See the fact file below for more information on the operations with fractions or alternatively, you can download our 35-page Operations with Fractions worksheet pack to utilise within the classroom or home environment.
Key Facts & Information
- A circle is a geometric shape we have encountered in the previous lessons. The circle can be used to represent one whole. We can divide the circle into equal parts.
- We can shade a portion of a circle to name a specific part of the whole as shown below.
- The numbers ½, ⅔, and ¼ are all fractions.
- A fraction names part of a region or part of a group. We use them to write and work with amounts that are less than a whole number but more than zero. The form of a fraction is one number over another, separated by a fraction (divide) line.
- The top number of a fraction which shows the number of shaded parts.
- The bottom number of a fraction which shows the total number of equal parts.
- Note that the fraction line means to divide the numerator by the denominator.
- Why is the number ¾ written as “three-fourths”? We use a hyphen to distinguish a fraction from a ratio. A fraction names a number that represents the part of a whole. When writing a fraction, a hyphen is always used.
- It is also important to take note that other shapes, aside from a circle, can be divided into equal parts. For example, we can let a rectangle represent one whole, and then divide it into equal parts.
- A unit fraction is a fraction whose numerator is one. Each unit fraction is part of one whole (the number 1). The denominator names that part. Every fraction is a multiple of a unit fraction.
FRACTIONS OF A NUMBER
- Rosie gave 1/2 of the apples to her brother. If there were 12 apples in the basket, how many apples did she give to her brother?
- To solve this problem, we’ll have to find a fraction of a number. We need to figure out: What is 1/2 of 12?
- Let’s try solving the problem using models or drawings.

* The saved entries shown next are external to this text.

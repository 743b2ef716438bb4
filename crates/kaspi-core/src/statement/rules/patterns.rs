//! Bilingual pattern table for Kaspi statements.
//!
//! Every logical field maps to one sub-pattern per language. The variants are
//! compiled into a single alternation, so supporting another language means
//! adding rows here. Templates use `{date}` and `{amount}` placeholders.

use std::collections::HashMap;

use lazy_static::lazy_static;
use regex::{Captures, Regex};

use crate::models::statement::TransactionKind;

/// Statement language a pattern variant belongs to.
#[derive(Debug, Clone, Copy, PartialEq, Eq, Hash)]
pub enum Language {
    Russian,
    Kazakh,
}

/// Logical statement fields.
///
/// `Balance` has no static pattern; it is built per boundary date by
/// [`balance_pattern`].
#[derive(Debug, Clone, Copy, PartialEq, Eq, Hash)]
pub enum Field {
    FullName,
    CardNumber,
    Iban,
    Currency,
    Period,
    Balance,
    Replenishments,
    Transfers,
    Purchases,
    Withdrawals,
    Others,
}

/// Language variants of one pattern.
pub type Variants = &'static [(Language, &'static str)];

/// `dd.mm.yy` date token.
pub const DATE: &str = r"\d{2}\.\d{2}\.\d{2}";

/// Amount with optional sign, space-grouped thousands, decimal comma and currency symbol.
pub const AMOUNT: &str = r"[+-]? ?\d{1,3}(?: ?\d{3})*,\d{2} ?[₸$€₽]";

/// Amount whose leading sign is mandatory (transaction lines).
pub const SIGNED_AMOUNT: &str = r"[+-] ?\d{1,3}(?: ?\d{3})*,\d{2} ?[₸$€₽]";

/// Currency symbols that terminate the numeric part of an amount.
pub const CURRENCY_SYMBOLS: &[char] = &['₸', '$', '€', '₽'];

pub const FIELD_PATTERNS: &[(Field, Variants)] = &[
    (
        Field::FullName,
        &[
            (Language::Russian, r"по {date} (.+?) Номер (?:карты|счета)"),
            (Language::Kazakh, r"{date} дейін (.+?) (?:Карта|Шот) нөмірі"),
        ],
    ),
    (
        Field::CardNumber,
        &[
            (Language::Russian, r"Номер карты: (\*\d{4})"),
            (Language::Kazakh, r"Карта нөмірі: (\*\d{4})"),
        ],
    ),
    (
        Field::Iban,
        &[
            (Language::Russian, r"Номер счета: (KZ\d{2}[0-9A-Z]{16})"),
            (Language::Kazakh, r"Шот нөмірі: (KZ\d{2}[0-9A-Z]{16})"),
        ],
    ),
    (
        Field::Currency,
        &[
            (Language::Russian, r"Валюта счета: (\S+)"),
            (Language::Kazakh, r"Шот валютасы: (\S+)"),
        ],
    ),
    (
        Field::Period,
        &[
            (Language::Russian, r"с ({date}) по ({date})"),
            (Language::Kazakh, r"({date}) бастап ({date}) дейін"),
        ],
    ),
    (
        Field::Replenishments,
        &[
            (Language::Russian, r"Пополнения ({amount})"),
            (Language::Kazakh, r"Толықтырулар ({amount})"),
        ],
    ),
    (
        Field::Transfers,
        &[
            (Language::Russian, r"Переводы ({amount})"),
            (Language::Kazakh, r"Аударымдар ({amount})"),
        ],
    ),
    (
        Field::Purchases,
        &[
            (Language::Russian, r"Покупки ({amount})"),
            (Language::Kazakh, r"Сатып алулар ({amount})"),
        ],
    ),
    (
        Field::Withdrawals,
        &[
            (Language::Russian, r"Снятия ({amount})"),
            (Language::Kazakh, r"Ақша алу ({amount})"),
        ],
    ),
    (
        Field::Others,
        &[
            (Language::Russian, r"Разное ({amount})"),
            (Language::Kazakh, r"Әртүрлі ({amount})"),
        ],
    ),
];

/// Balance lines, keyed by a boundary date substituted at run time.
pub const BALANCE_TEMPLATES: Variants = &[
    (Language::Russian, r"Доступно на {boundary}: ({amount})"),
    (Language::Kazakh, r"{boundary} қолжетімді: ({amount})"),
];

/// Operation tokens printed in the transaction table.
pub const TRANSACTION_TYPES: &[(TransactionKind, Variants)] = &[
    (
        TransactionKind::Replenishment,
        &[(Language::Russian, "Пополнение"), (Language::Kazakh, "Толықтыру")],
    ),
    (
        TransactionKind::Transfer,
        &[(Language::Russian, "Перевод"), (Language::Kazakh, "Аударым")],
    ),
    (
        TransactionKind::Purchase,
        &[(Language::Russian, "Покупка"), (Language::Kazakh, "Сатып алу")],
    ),
    (
        TransactionKind::Withdrawal,
        &[(Language::Russian, "Снятие"), (Language::Kazakh, "Ақша алу")],
    ),
    (
        TransactionKind::Other,
        &[(Language::Russian, "Разное"), (Language::Kazakh, "Әртүрлі")],
    ),
];

lazy_static! {
    pub static ref FIELDS: HashMap<Field, FieldPattern> = FIELD_PATTERNS
        .iter()
        .map(|(field, variants)| {
            let pattern = FieldPattern::compile(*field, variants.iter().map(|(_, p)| *p)).unwrap();
            (*field, pattern)
        })
        .collect();

    /// Date, signed amount and operation token of one transaction line.
    pub static ref TRANSACTION_HEAD: Regex = Regex::new(&transaction_head()).unwrap();

    /// Any date token; bounds the detail text of a transaction.
    pub static ref DATE_TOKEN: Regex = Regex::new(DATE).unwrap();
}

/// Compiled static pattern for one field.
pub fn pattern(field: Field) -> Option<&'static FieldPattern> {
    FIELDS.get(&field)
}

/// Build the balance pattern for one boundary date.
pub fn balance_pattern(boundary: &str) -> Result<FieldPattern, regex::Error> {
    let boundary = regex::escape(boundary);
    let variants: Vec<String> = BALANCE_TEMPLATES
        .iter()
        .map(|(_, template)| template.replace("{boundary}", &boundary))
        .collect();
    FieldPattern::compile(Field::Balance, variants.iter().map(String::as_str))
}

fn expand(template: &str) -> String {
    template.replace("{date}", DATE).replace("{amount}", AMOUNT)
}

fn transaction_head() -> String {
    let mut tokens: Vec<&str> = TRANSACTION_TYPES
        .iter()
        .flat_map(|(_, variants)| variants.iter().map(|(_, token)| *token))
        .collect();
    // longest first so multi-word tokens win over their prefixes
    tokens.sort_by_key(|token| std::cmp::Reverse(token.chars().count()));
    let types = tokens
        .iter()
        .map(|token| regex::escape(token))
        .collect::<Vec<_>>()
        .join("|");

    format!(r"\b({}) ({}) ({})\b", DATE, SIGNED_AMOUNT, types)
}

/// A field pattern: all language variants joined into one alternation.
///
/// Each variant has the same number of capture groups (`arity`); the groups of
/// variant `v` occupy indices `v * arity + 1 ..= (v + 1) * arity`.
#[derive(Debug, Clone)]
pub struct FieldPattern {
    field: Field,
    regex: Regex,
    arity: usize,
    variants: usize,
}

impl FieldPattern {
    /// Compile language variants of one field.
    pub fn compile<'a>(
        field: Field,
        variants: impl IntoIterator<Item = &'a str>,
    ) -> Result<Self, regex::Error> {
        let expanded: Vec<String> = variants.into_iter().map(expand).collect();

        let arity = match expanded.first() {
            Some(first) => Regex::new(first)?.captures_len() - 1,
            None => 0,
        };
        let combined = expanded
            .iter()
            .map(|variant| format!("(?:{})", variant))
            .collect::<Vec<_>>()
            .join("|");
        let regex = Regex::new(&combined)?;
        debug_assert_eq!(regex.captures_len() - 1, arity * expanded.len());

        Ok(Self {
            field,
            regex,
            arity,
            variants: expanded.len(),
        })
    }

    pub fn field(&self) -> Field {
        self.field
    }

    pub fn regex(&self) -> &Regex {
        &self.regex
    }

    /// First non-empty capture group across all matches, in document order.
    pub fn first<'t>(&self, text: &'t str) -> Option<&'t str> {
        self.regex.captures_iter(text).find_map(|caps| {
            caps.iter()
                .skip(1)
                .flatten()
                .map(|m| m.as_str())
                .find(|s| !s.is_empty())
        })
    }

    /// Groups of the first variant whose captures are all non-empty.
    pub fn first_groups<'t>(&self, text: &'t str) -> Option<Vec<&'t str>> {
        self.regex
            .captures_iter(text)
            .find_map(|caps| (0..self.variants).find_map(|v| self.variant_groups(&caps, v)))
    }

    fn variant_groups<'t>(&self, caps: &Captures<'t>, variant: usize) -> Option<Vec<&'t str>> {
        let start = variant * self.arity + 1;
        (start..start + self.arity)
            .map(|i| caps.get(i).map(|m| m.as_str()).filter(|s| !s.is_empty()))
            .collect()
    }
}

Let’s draw the apples in the basket.
- Rosie gave 1/2 of the apples to her brother. The fraction 1/2 tells us that the whole is divided into 2 equal parts. We know this based on the denominator.
- Drawing the model, we now have 12 apples that are divided into 2 groups. How many apples are there in each part?
- There are 6 apples in each part. Therefore, 1/2 of 12 is 6.
- Another way of solving the problem is by trying this easier and faster way – multiplication.
- To find the fraction of a number, multiply the number by the numerator, then divide the answer you get by the denominator.
- Using the same example, let’s try to write it this way:
- 12 x 1/2 = ?
- First, multiply 12 by the numerator.
- 12 x 1 = 12
- Then, divide the product you get by the denominator.
- 12 ÷ 2 = 6
- We arrived with the same answer. Think about fractions like a division problem where the numerator is divided by the denominator.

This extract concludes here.